Für eine Prä-Post-Pilotstudie wurden konsekutive Patienten in hausärztlichen Praxen und Kliniken gescreent und 41 eligible Patienten identifiziert. Weitere 15 Probanden wurden über Medienaufrufe rekrutiert. Einschlusskriterien waren derzeit gesundheitsriskanter Alkoholkonsum, eine Episode mit depressiven Symptomen in den letzten 12 Monaten und Alter von 18 – 64 Jahren. An der Baselinebefragung nahmen 34 Probanden (44% männlich) teil. Die Intervention beinhaltete sechs individualisierte Beratungsbriefe und wöchentliche SMS- bzw. E-Mail-Nachrichten, die vollautomatisiert durch ein Computersystem auf Basis von drei Befragungen erstellt und über einen Zeitraum von 6 Monaten versandt wurden. Die Rückmeldung umfasste einzelne Feedbacks zum Trinkverhalten sowie zur Nutzung depressionspräventiver Strategien (Kontrolle negativen Denkens, Aktivierung, Stressmanagement, Bewegungsmehrung, Inanspruchnahme sozialer Unterstützung). Sechs Monate nach Baseline erfolgte eine standardisierte Nachbefragung (Erreichungsrate 83%) und ein Tiefeninterview via Telefon.

Ergebnisse:

Von den im Rahmen des Screenings identifizierten Baseline-Teilnehmern erhielten 76% alle vorgesehenen Interventionskomponenten.

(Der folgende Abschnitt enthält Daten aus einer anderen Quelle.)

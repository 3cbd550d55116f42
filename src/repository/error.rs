// ==========================================
// Núcleo BI Cartorial - Erros da camada de repositório
// ==========================================
// thiserror; violações de constraint separadas do erro genérico
// para o pipeline classificar DB_002 (chave duplicada) vs DB_001.
// ==========================================

use thiserror::Error;

/// Erros da camada de repositório
#[derive(Error, Debug)]
pub enum RepositoryError {
    // ===== Banco de dados =====
    #[error("registro não encontrado: {entity} com id={id}")]
    NotFound { entity: String, id: String },

    #[error("falha de conexão com o banco: {0}")]
    DatabaseConnectionError(String),

    #[error("falha ao obter lock da conexão: {0}")]
    LockError(String),

    #[error("falha de transação: {0}")]
    DatabaseTransactionError(String),

    #[error("falha de consulta: {0}")]
    DatabaseQueryError(String),

    #[error("violação de chave única: {0}")]
    UniqueConstraintViolation(String),

    #[error("violação de chave estrangeira: {0}")]
    ForeignKeyViolation(String),

    // ===== Ciclo de vida =====
    #[error("transição de status inválida: from={from} to={to}")]
    InvalidStateTransition { from: String, to: String },

    // ===== Dados persistidos inconsistentes =====
    #[error("valor de campo inválido (field={field}): {message}")]
    FieldValueError { field: String, message: String },

    // ===== Genérico =====
    #[error("erro interno: {0}")]
    InternalError(String),

    #[error(transparent)]
    Other(#[from] anyhow::Error),
}

impl From<rusqlite::Error> for RepositoryError {
    fn from(err: rusqlite::Error) -> Self {
        match err {
            rusqlite::Error::SqliteFailure(_, Some(msg)) => {
                if msg.contains("UNIQUE") {
                    RepositoryError::UniqueConstraintViolation(msg)
                } else if msg.contains("FOREIGN KEY") {
                    RepositoryError::ForeignKeyViolation(msg)
                } else {
                    RepositoryError::DatabaseQueryError(msg)
                }
            }
            rusqlite::Error::QueryReturnedNoRows => RepositoryError::NotFound {
                entity: "desconhecido".to_string(),
                id: "desconhecido".to_string(),
            },
            _ => RepositoryError::DatabaseQueryError(err.to_string()),
        }
    }
}

/// Alias de Result da camada
pub type RepositoryResult<T> = Result<T, RepositoryError>;
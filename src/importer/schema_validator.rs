// ==========================================
// Núcleo BI Cartorial - Validação de layout
// ==========================================
// Compara os cabeçalhos lidos com o catálogo do dataset.
// Extratos comuns: basta conter as obrigatórias, extras passam.
// Dimensão (exige_colunas_exatas): faltantes OU extras falham.
// As listas saem sempre ordenadas para mensagem estável.
// ==========================================

use std::collections::BTreeSet;

use crate::config::DatasetConfig;

use super::error::ImportError;

pub struct SchemaValidator;

impl SchemaValidator {
    /// Os cabeçalhos já chegam minúsculos e aparados do parser.
    pub fn validar(colunas: &[String], config: &DatasetConfig) -> Result<(), ImportError> {
        let presentes: BTreeSet<&str> = colunas.iter().map(|c| c.as_str()).collect();
        let obrigatorias: BTreeSet<&str> = config.colunas_obrigatorias.iter().copied().collect();

        let faltantes: Vec<String> = obrigatorias
            .difference(&presentes)
            .map(|c| c.to_string())
            .collect();

        if config.exige_colunas_exatas {
            let extras: Vec<String> = presentes
                .difference(&obrigatorias)
                .map(|c| c.to_string())
                .collect();
            if !faltantes.is_empty() || !extras.is_empty() {
                return Err(ImportError::MissingOrExtraColumns { faltantes, extras });
            }
            return Ok(());
        }

        if !faltantes.is_empty() {
            return Err(ImportError::MissingColumns { faltantes });
        }
        Ok(())
    }
}

#[cfg(test)]
mod tests {
    use super::*;
    use crate::config::DatasetCatalog;
    use crate::domain::types::DatasetKind;

    fn colunas(nomes: &[&str]) -> Vec<String> {
        nomes.iter().map(|n| n.to_string()).collect()
    }

    #[test]
    fn test_extrato_aceita_colunas_extras() {
        let catalogo = DatasetCatalog::padrao();
        let config = catalogo.get(DatasetKind::OsSelo).unwrap();

        let resultado = SchemaValidator::validar(
            &colunas(&["id", "os_id", "selo", "quantidade", "observacao"]),
            config,
        );
        assert!(resultado.is_ok());
    }

    #[test]
    fn test_extrato_reporta_faltantes_ordenadas() {
        let catalogo = DatasetCatalog::padrao();
        let config = catalogo.get(DatasetKind::OsSelo).unwrap();

        let resultado = SchemaValidator::validar(&colunas(&["id"]), config);
        match resultado {
            Err(ImportError::MissingColumns { faltantes }) => {
                assert_eq!(faltantes, vec!["os_id", "quantidade", "selo"]);
            }
            outro => panic!("esperava MissingColumns, veio {:?}", outro),
        }
    }

    #[test]
    fn test_dimensao_rejeita_coluna_extra() {
        let catalogo = DatasetCatalog::padrao();
        let config = catalogo.get(DatasetKind::TabelaLancamentos).unwrap();

        let resultado = SchemaValidator::validar(
            &colunas(&[
                "codlcto",
                "descricao",
                "tipo_lanc",
                "grupodecontas",
                "status_inativo",
                "extra",
            ]),
            config,
        );
        match resultado {
            Err(ImportError::MissingOrExtraColumns { faltantes, extras }) => {
                assert!(faltantes.is_empty());
                assert_eq!(extras, vec!["extra"]);
            }
            outro => panic!("esperava MissingOrExtraColumns, veio {:?}", outro),
        }
    }

    #[test]
    fn test_dimensao_reporta_faltantes_e_extras() {
        let catalogo = DatasetCatalog::padrao();
        let config = catalogo.get(DatasetKind::TabelaLancamentos).unwrap();

        let resultado = SchemaValidator::validar(
            &colunas(&["codlcto", "descricao", "tipo_lanc", "grupodecontas", "obs"]),
            config,
        );
        match resultado {
            Err(ImportError::MissingOrExtraColumns { faltantes, extras }) => {
                assert_eq!(faltantes, vec!["status_inativo"]);
                assert_eq!(extras, vec!["obs"]);
            }
            outro => panic!("esperava MissingOrExtraColumns, veio {:?}", outro),
        }
    }

    #[test]
    fn test_dimensao_layout_exato_passa() {
        let catalogo = DatasetCatalog::padrao();
        let config = catalogo.get(DatasetKind::TabelaLancamentos).unwrap();

        // A ordem das colunas no arquivo não importa
        let resultado = SchemaValidator::validar(
            &colunas(&[
                "status_inativo",
                "grupodecontas",
                "tipo_lanc",
                "descricao",
                "codlcto",
            ]),
            config,
        );
        assert!(resultado.is_ok());
    }
}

Die Studienteilnehmer beider Rekrutierungswege gaben zum 6-Monats-Follow-up eine signifikante Reduktion der Trinktage an (p = 0,003). Außerdem berichteten die medienrekrutierten Probanden eine Reduktion der Trinkmenge pro Tag (p = 0,034). In Bezug auf die Depressivität zeigte sich für alle Teilnehmer, verglichen mit der beeinträchtigendsten Episode in den letzten 12 Monaten vor Einschluss, eine Abnahme. Weiterhin nahm die Anzahl der berichteten depressionspräventiven Verhaltensweisen zu (p = 0,001). Im Tiefeninterview bewerten 87% der Teilnehmer die Intervention als „gut“ oder „sehr gut“. Weiterhin gab die Mehrheit der Teilnehmer an, dass sich die Teilnahme für sie (eher) gelohnt hätte und sie das Programm (eher) weiterempfehlen würden. Weitere qualitative Daten wurden zur partizipativen Optimierung der Intervention genutzt.

Schlussfolgerung:

Die Ergebnisse der Pilotstudie belegen die Praktikabilität der Intervention und der Studienlogistik. In Vorbereitung auf eine Wirksamkeitsstudie wird derzeit eine randomisiert kontrollierte Studie begonnen, um mögliche Interventionseffekte zu explorieren.